Kelly Writers House Acting Director Teresa Leo and former English graduate student Mytili Jagannathan were two of the twelve recipients of the $50,000 Pew Fellowship in the Arts this year.
Both women were selected from over 150 applicants of the 2002 fellowship for poetry.
The fellowship is meant to give artists a chance to exclusively focus working on their art, since many artists have a full-time job and work full-time on their pieces of art as well.
"It feels like a miracle," Leo said.
Leo has been a writer ever since she started inscribing words with chunks of coal on the concrete floor of her grandparent's basement. By now, she has had many published and even written some creative non-fiction essays.
"For poetry, I'm interested in more introspective topics -- the more raw and gritty side of human nature and human sexuality from a personal perspective," Leo said. "In non-fiction, I tend to gravitate toward themes that revolve around place."
Jagannathan also writes about sexuality, but her poems raise political and aesthetic questions as well.

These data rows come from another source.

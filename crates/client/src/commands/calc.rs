//! Full calculation for a named pet.

use anyhow::Result;
use clap::Parser;

use super::{Session, print_json, stat_vector};
use crate::report::ReportView;

/// Resolve a pet's parameters and count matching modifier tuples
#[derive(Parser)]
pub struct Calc {
    #[arg(value_name = "NAME")]
    name: String,

    /// Observed level-1 stats; defaults to the floored stored S0
    #[arg(
        long,
        num_args = 4,
        value_names = ["HP", "ATK", "DEF", "AGI"],
        allow_negative_numbers = true
    )]
    obs: Option<Vec<i64>>,

    /// Print the report as JSON
    #[arg(long)]
    json: bool,
}

impl Calc {
    pub async fn execute(self, session: &mut Session) -> Result<()> {
        let obs = self.obs.as_deref().map(stat_vector).transpose()?;
        let report = session.handle.calculate(&self.name, obs).await?;
        let view = ReportView::from_report(&report, session.total_population);

        if self.json {
            print_json(&view)
        } else {
            print!("{}", view.render());
            Ok(())
        }
    }
}
/// Calculator configuration constants and tunable parameters.
#[derive(Clone, Debug, PartialEq, Eq)]
#[cfg_attr(feature = "serde", derive(serde::Serialize, serde::Deserialize))]
#[cfg_attr(feature = "serde", serde(default))]
pub struct CalcConfig {
    /// Significant digits carried by every decimal operation.
    pub precision: u64,

    /// Population size used as the denominator of the appearance rate.
    /// Supplied by the caller; the engine never reads it.
    pub total_population: u64,
}

impl CalcConfig {
    // ===== growth coefficient domain =====
    pub const K_MIN: i64 = 10;
    pub const K_MAX: i64 = 100;

    // ===== modifier space =====
    pub const OFFSET_MIN: i64 = -2;
    pub const OFFSET_MAX: i64 = 2;
    pub const BONUS_MIN: i64 = 0;
    pub const BONUS_MAX: i64 = 10;
    /// The four bonus levels always sum to this value.
    pub const BONUS_TOTAL: i64 = 10;
    /// Base rank that denotes the "perfect" classification.
    pub const PERFECT_RANK: i64 = 8;
    /// Raw tuples visited by the enumeration, before the bonus-sum filter (5^4 * 11^3).
    pub const RAW_SPACE: u64 = 831_875;
    /// Tuples that survive the bonus-sum filter (5^4 * C(13, 3)).
    pub const VALID_SPACE: u64 = 178_750;

    // ===== inference =====
    pub const EXPONENT_MIN: u32 = 435;
    pub const EXPONENT_MAX: u32 = 575;
    pub const EXPONENT_STEP: u32 = 5;

    // ===== runtime-tunable defaults =====
    pub const MIN_PRECISION: u64 = 50;
    pub const DEFAULT_PRECISION: u64 = 50;
    pub const DEFAULT_TOTAL_POPULATION: u64 = Self::VALID_SPACE;

    pub fn new() -> Self {
        Self {
            precision: Self::DEFAULT_PRECISION,
            total_population: Self::DEFAULT_TOTAL_POPULATION,
        }
    }

    pub fn with_precision(precision: u64) -> Self {
        Self {
            precision,
            ..Self::new()
        }
    }

    /// Returns true if `k` lies inside the valid growth coefficient domain.
    pub const fn is_valid_k(k: i64) -> bool {
        k >= Self::K_MIN && k <= Self::K_MAX
    }
}

impl Default for CalcConfig {
    fn default() -> Self {
        Self::new()
    }
}
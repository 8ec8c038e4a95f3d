//! Unified error types surfaced by the runtime API.
//!
//! Wraps calculation failures, worker coordination and catalog loading so
//! clients can bubble them up with consistent context.
use std::path::PathBuf;

use calc_core::CalcError;
use thiserror::Error;
use tokio::sync::oneshot;

pub type Result<T> = std::result::Result<T, RuntimeError>;

#[derive(Debug, Error)]
pub enum RuntimeError {
    #[error(transparent)]
    Calc(#[from] CalcError),

    #[error("enumeration worker command channel closed")]
    CommandChannelClosed,

    #[error("enumeration worker reply channel closed")]
    ReplyChannelClosed(#[source] oneshot::error::RecvError),

    #[error("enumeration task join failed")]
    WorkerJoin(#[source] tokio::task::JoinError),

    #[error("unknown pet: {name}")]
    UnknownPet { name: String },

    #[error("pet {name} has no level-1 snapshot; an observation must be supplied")]
    MissingObservation { name: String },

    #[error("failed to load {what} from {}: {message}", path.display())]
    CatalogLoad {
        what: &'static str,
        path: PathBuf,
        message: String,
    },

    #[error("failed to write {what} cache to {}", path.display())]
    CacheWrite {
        what: &'static str,
        path: PathBuf,
        #[source]
        source: std::io::Error,
    },
}

impl RuntimeError {
    /// The calculation error behind this failure, if any.
    pub fn calc_error(&self) -> Option<&CalcError> {
        match self {
            Self::Calc(error) => Some(error),
            _ => None,
        }
    }
}
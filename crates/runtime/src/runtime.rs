//! High-level runtime orchestrator.
//!
//! The runtime owns the enumeration worker, wires up the command channel and
//! exposes a builder-based API for clients to run calculations.

use tokio::sync::mpsc;
use tokio::task::JoinHandle;
use tracing::debug;

use calc_core::CalcConfig;

use crate::api::{CalculatorHandle, Result, RuntimeError};
use crate::catalog::Catalog;
use crate::workers::{Command, EnumerationWorker};

/// Runtime configuration shared across the orchestrator and workers.
#[derive(Debug, Clone)]
pub struct RuntimeConfig {
    pub calc: CalcConfig,
    pub command_buffer_size: usize,
}

impl Default for RuntimeConfig {
    fn default() -> Self {
        Self {
            calc: CalcConfig::default(),
            command_buffer_size: 32,
        }
    }
}

/// Main runtime that orchestrates calculations.
///
/// Runtime owns the worker; [`CalculatorHandle`] provides a cloneable façade
/// for clients.
pub struct Runtime {
    handle: CalculatorHandle,
    worker_handle: JoinHandle<()>,
}

impl Runtime {
    /// Create a new runtime builder
    pub fn builder() -> RuntimeBuilder {
        RuntimeBuilder::new()
    }

    /// Get a cloneable handle to this runtime
    pub fn handle(&self) -> CalculatorHandle {
        self.handle.clone()
    }

    pub fn catalog(&self) -> &Catalog {
        self.handle.catalog()
    }

    /// Shutdown the runtime gracefully.
    ///
    /// Waits for in-flight enumerations; handles cloned from this runtime
    /// must be dropped first.
    pub async fn shutdown(self) -> Result<()> {
        drop(self.handle);

        self.worker_handle
            .await
            .map_err(RuntimeError::WorkerJoin)?;

        Ok(())
    }
}

/// Builder for [`Runtime`].
pub struct RuntimeBuilder {
    config: RuntimeConfig,
    catalog: Option<Catalog>,
}

impl RuntimeBuilder {
    fn new() -> Self {
        Self {
            config: RuntimeConfig::default(),
            catalog: None,
        }
    }

    /// Override runtime configuration
    pub fn config(mut self, config: RuntimeConfig) -> Self {
        self.config = config;
        self
    }

    /// Provide the lookup tables; an empty catalog is used otherwise.
    pub fn catalog(mut self, catalog: Catalog) -> Self {
        self.catalog = Some(catalog);
        self
    }

    /// Build the runtime and spawn its worker.
    pub async fn build(self) -> Result<Runtime> {
        let catalog = self.catalog.unwrap_or_default();
        let buffer = self.config.command_buffer_size.max(1);

        let (command_tx, command_rx) = mpsc::channel::<Command>(buffer);
        let handle = CalculatorHandle::new(command_tx, catalog, self.config.calc.clone());

        let worker = EnumerationWorker::new(self.config.calc, command_rx);
        let worker_handle = tokio::spawn(async move {
            worker.run().await;
        });

        debug!(target: "runtime", pets = handle.catalog().len(), "Runtime built");

        Ok(Runtime {
            handle,
            worker_handle,
        })
    }
}
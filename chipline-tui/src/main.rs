mod app;
mod error;
mod identicon;
mod render;
mod terminal;

use std::fs::File;

use simplelog::{Config, LevelFilter, WriteLogger};

use crate::app::App;
use crate::error::AppError;
use crate::terminal::Terminal;

fn main() {
    let log_file = File::create("chipline-tui.log").expect("Failed to create log file");
    WriteLogger::init(LevelFilter::Debug, Config::default(), log_file)
        .expect("Failed to initialize logger");

    if let Err(e) = run() {
        eprintln!("Error: {e}");
        std::process::exit(1);
    }
}

fn run() -> Result<(), AppError> {
    let mut terminal = Terminal::new()?;
    App::new().run(&mut terminal)
}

"She's intense. She's a poet like Emily Dickinson -- with the same concerns about identity, sexual identity and the problems women face with poetry," Professor of English and Writers House Faculty Director Al Filreis said.
Filreis believes that these two women reflect the diversity of the Pew fellowships, since Leo and Jagannathan's experiences as writers vary.
"Teresa is an established writer and Mytili has just broken through," Filreis said.
"This is a big break -- this is a big thing [for Mytili]," Filreis added, since Mytili is considered a young poet.
"The great thing about these fellowships is that it mostly enables you to take off time from other obligations and focus on your art, your writing," Leo said.
However, for some artists, the amount of money rewarded is not the best aspect of the fellowship.
"You may think the money is what is so great about this fund, but what the artist wants, or what I want is to know that my work has appeal or value," Leo said.
Whether the validation or the funding is the best part of the fellowship, everyone wants to know how each artist will spend the money.
Leo wants to use the grant to complete her first full length collection of poems.
"My project is to complete a first full-length collection of poetry... I have a chapbook coming out soon and I'll add poems to the book to complete the collection," Leo said.
However, she is also planning on returning to her former job as a full-time technical writer for Information Systems and Computing at Penn.
As for Jagannathan, she wants to not only move forward with her writing, but to pursue many other hobbies as well.
"I plan to finish my first book; as for the rest, my dream is to read a lot, learn at least three languages, travel, write every day, talk more with poets and start a political magazine," Jagannathan said.
"I've never even conceived of living primarily as a poet before, so the chance to do that will entail a pretty radical shift for me," she added.
Each year The Pew Fellowship in the Arts -- a program funded by The Pew Charitable Trusts and administered by The University of the Arts -- awards twelve artists that work in twelve different artistic disciplines.
In order to qualify for the grant, applicants have to be over 25 years of age and must have lived in one of five Philadelphia counties for at least two years.
The three categories are reviewed annually and the twelve rotate on a four-year cycle. This year, fellowships were awarded to artists of Performance Art, Poetry, and Sculpture and Installation.